Dataset entries:
===
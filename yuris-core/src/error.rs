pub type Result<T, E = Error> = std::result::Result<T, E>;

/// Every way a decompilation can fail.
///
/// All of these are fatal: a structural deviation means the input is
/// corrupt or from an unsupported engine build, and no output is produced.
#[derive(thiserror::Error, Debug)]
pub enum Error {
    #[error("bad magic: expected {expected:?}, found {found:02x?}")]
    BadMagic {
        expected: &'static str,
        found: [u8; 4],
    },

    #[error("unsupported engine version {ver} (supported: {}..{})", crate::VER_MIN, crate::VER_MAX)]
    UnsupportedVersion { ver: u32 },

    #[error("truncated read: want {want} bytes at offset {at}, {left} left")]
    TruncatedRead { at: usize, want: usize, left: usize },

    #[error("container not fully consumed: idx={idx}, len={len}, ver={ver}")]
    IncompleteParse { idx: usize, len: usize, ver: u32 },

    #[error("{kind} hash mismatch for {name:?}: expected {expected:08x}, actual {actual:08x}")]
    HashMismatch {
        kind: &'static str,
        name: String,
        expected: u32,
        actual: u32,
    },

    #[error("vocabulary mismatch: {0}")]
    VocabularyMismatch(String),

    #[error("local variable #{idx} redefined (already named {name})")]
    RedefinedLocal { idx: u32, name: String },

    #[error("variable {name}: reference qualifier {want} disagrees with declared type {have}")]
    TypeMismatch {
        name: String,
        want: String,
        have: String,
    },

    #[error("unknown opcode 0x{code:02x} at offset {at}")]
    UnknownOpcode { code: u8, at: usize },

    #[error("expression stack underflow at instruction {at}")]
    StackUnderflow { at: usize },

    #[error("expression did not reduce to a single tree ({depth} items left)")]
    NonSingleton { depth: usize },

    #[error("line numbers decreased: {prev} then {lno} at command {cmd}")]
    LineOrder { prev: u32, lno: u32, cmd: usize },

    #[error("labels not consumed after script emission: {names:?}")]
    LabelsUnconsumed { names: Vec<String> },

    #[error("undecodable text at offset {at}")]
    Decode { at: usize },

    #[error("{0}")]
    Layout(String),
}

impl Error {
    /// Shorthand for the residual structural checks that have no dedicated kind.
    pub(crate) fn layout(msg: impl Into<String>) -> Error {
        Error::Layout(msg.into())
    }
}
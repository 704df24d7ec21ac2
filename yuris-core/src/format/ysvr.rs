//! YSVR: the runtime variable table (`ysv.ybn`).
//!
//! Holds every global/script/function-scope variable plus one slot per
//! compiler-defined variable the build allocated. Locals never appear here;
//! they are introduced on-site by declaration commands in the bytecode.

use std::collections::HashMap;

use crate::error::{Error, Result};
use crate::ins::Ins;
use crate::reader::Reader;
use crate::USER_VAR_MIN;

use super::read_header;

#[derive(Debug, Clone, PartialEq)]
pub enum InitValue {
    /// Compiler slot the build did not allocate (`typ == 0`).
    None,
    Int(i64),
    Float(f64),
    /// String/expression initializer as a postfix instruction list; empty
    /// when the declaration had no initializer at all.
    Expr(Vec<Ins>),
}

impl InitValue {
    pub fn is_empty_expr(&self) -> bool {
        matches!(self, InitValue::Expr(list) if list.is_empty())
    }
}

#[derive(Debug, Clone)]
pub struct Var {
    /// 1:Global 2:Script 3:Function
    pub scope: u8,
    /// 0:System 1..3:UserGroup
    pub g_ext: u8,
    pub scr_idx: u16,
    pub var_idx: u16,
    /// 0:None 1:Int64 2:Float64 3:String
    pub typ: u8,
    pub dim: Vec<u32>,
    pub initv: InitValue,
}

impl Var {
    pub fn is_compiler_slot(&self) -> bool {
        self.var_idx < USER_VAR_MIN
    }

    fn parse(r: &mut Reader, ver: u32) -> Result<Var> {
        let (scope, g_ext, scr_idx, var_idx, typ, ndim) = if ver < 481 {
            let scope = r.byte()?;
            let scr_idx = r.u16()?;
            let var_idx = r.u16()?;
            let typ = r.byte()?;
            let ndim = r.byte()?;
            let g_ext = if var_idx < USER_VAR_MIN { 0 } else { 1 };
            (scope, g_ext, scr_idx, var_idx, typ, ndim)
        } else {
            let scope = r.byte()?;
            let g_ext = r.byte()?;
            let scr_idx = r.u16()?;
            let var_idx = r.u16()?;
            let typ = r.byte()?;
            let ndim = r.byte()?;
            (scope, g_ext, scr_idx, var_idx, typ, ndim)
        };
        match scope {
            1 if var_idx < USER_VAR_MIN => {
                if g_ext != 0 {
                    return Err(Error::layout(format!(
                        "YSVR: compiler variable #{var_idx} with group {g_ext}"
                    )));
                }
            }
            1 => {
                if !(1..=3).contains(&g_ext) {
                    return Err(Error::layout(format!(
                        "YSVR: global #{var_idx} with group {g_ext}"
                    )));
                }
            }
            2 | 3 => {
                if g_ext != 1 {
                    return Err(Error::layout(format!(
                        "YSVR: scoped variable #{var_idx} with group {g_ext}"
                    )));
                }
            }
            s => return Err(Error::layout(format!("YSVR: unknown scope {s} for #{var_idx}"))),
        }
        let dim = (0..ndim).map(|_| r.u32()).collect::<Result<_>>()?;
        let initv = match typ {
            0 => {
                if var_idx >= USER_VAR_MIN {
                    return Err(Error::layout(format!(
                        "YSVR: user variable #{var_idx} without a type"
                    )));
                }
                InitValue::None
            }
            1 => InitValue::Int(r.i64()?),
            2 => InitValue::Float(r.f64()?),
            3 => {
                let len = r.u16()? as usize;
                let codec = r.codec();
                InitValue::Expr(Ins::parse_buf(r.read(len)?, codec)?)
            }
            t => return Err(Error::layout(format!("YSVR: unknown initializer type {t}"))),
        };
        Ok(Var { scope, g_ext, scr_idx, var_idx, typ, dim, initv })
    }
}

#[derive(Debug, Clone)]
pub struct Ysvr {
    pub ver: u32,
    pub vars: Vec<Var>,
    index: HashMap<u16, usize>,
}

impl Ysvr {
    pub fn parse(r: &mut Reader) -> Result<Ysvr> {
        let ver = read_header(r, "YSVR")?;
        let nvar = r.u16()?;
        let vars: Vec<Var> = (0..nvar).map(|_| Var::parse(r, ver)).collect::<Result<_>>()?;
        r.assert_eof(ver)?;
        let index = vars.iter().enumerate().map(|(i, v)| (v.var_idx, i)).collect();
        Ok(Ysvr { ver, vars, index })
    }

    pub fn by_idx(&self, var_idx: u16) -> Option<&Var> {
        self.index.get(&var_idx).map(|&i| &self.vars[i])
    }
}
===
- Task details
Each line from the first line of the entries up to and including the line containing "bytes at offset" should be transcribed exactly, with all other lines left out.

- Result of the task
filename yuris-core/src/error.rs
pub type Result<T, E = Error> = std::result::Result<T, E>;

/// Every way a decompilation can fail.
///
/// All of these are fatal: a structural deviation means the input is
/// corrupt or from an unsupported engine build, and no output is produced.
#[derive(thiserror::Error, Debug)]
pub enum Error {
    #[error("bad magic: expected {expected:?}, found {found:02x?}")]
    BadMagic {
        expected: &'static str,
        found: [u8; 4],
    },

    #[error("unsupported engine version {ver} (supported: {}..{})", crate::VER_MIN, crate::VER_MAX)]
    UnsupportedVersion { ver: u32 },

    #[error("truncated read: want {want} bytes at offset {at}, {left} left")]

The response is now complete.